EXERCISE DETAILS: If a line in the records contains the word "DarkGray", count it; state the resulting number and nothing more.
-.-.-
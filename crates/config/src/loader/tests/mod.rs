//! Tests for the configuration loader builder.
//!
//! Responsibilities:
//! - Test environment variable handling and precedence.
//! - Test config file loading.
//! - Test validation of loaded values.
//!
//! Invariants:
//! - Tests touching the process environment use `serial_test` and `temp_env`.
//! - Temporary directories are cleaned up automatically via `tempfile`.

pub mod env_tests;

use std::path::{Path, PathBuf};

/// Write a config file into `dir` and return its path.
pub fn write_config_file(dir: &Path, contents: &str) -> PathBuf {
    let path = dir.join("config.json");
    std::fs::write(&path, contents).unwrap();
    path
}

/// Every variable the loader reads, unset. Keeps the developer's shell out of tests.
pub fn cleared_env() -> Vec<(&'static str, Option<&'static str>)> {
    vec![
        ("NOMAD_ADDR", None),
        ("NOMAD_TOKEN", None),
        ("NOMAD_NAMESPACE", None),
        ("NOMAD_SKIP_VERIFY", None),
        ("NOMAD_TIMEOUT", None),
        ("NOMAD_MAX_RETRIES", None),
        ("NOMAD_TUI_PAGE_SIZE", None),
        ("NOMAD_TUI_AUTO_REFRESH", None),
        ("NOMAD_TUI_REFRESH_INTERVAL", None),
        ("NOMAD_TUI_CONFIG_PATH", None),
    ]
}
-.-.-
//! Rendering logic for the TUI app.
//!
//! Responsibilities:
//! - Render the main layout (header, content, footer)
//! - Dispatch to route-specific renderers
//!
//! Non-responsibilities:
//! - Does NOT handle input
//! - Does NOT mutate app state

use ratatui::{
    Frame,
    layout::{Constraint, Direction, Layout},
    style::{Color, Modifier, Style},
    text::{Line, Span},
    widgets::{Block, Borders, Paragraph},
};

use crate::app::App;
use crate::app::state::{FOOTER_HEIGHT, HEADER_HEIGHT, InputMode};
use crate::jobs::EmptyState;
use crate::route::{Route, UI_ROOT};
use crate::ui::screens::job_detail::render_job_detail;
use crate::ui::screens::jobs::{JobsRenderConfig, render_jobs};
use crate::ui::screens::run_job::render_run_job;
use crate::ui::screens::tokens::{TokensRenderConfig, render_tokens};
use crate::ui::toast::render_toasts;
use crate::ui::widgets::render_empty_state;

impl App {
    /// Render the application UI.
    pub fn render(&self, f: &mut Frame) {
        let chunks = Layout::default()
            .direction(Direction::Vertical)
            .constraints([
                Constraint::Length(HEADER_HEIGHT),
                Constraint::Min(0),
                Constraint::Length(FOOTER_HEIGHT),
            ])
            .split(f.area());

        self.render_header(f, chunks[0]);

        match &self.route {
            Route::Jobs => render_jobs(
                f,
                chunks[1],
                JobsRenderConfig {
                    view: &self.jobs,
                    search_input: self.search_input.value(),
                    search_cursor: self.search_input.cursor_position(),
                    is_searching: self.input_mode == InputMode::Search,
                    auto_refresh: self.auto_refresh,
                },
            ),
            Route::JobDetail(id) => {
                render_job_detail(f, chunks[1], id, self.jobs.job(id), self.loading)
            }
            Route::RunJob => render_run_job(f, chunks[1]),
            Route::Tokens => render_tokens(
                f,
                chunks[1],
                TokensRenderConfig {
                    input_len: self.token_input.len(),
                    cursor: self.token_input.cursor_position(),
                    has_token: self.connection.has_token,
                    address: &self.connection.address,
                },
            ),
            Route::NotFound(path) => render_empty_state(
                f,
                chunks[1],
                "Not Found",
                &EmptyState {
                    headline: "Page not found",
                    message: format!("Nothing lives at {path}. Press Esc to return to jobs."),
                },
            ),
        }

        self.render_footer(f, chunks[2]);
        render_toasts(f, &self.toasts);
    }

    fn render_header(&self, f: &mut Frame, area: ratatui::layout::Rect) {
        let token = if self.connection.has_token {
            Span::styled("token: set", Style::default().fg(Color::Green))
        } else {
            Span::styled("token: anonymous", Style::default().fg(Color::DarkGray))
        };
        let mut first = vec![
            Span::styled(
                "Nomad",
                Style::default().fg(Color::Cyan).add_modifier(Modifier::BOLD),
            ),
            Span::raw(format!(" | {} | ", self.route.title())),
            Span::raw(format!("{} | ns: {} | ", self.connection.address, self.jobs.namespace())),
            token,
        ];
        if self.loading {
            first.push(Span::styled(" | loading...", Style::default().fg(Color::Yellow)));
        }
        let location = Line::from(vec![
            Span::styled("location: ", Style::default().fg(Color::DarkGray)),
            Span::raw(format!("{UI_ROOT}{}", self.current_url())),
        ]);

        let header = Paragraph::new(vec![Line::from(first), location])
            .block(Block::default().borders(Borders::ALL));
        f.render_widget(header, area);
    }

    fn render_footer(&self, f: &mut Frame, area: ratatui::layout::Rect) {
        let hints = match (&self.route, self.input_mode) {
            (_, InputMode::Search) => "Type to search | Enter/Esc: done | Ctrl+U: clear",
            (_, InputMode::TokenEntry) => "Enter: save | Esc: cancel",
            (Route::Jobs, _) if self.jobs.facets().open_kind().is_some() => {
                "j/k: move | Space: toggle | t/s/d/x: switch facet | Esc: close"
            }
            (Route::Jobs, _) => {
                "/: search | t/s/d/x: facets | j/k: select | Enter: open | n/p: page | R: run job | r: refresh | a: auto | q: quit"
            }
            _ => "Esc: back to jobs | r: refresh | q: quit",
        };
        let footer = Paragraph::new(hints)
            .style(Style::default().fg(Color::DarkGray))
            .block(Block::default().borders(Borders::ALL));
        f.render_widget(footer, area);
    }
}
-.-.-
ANSWER BOX: 3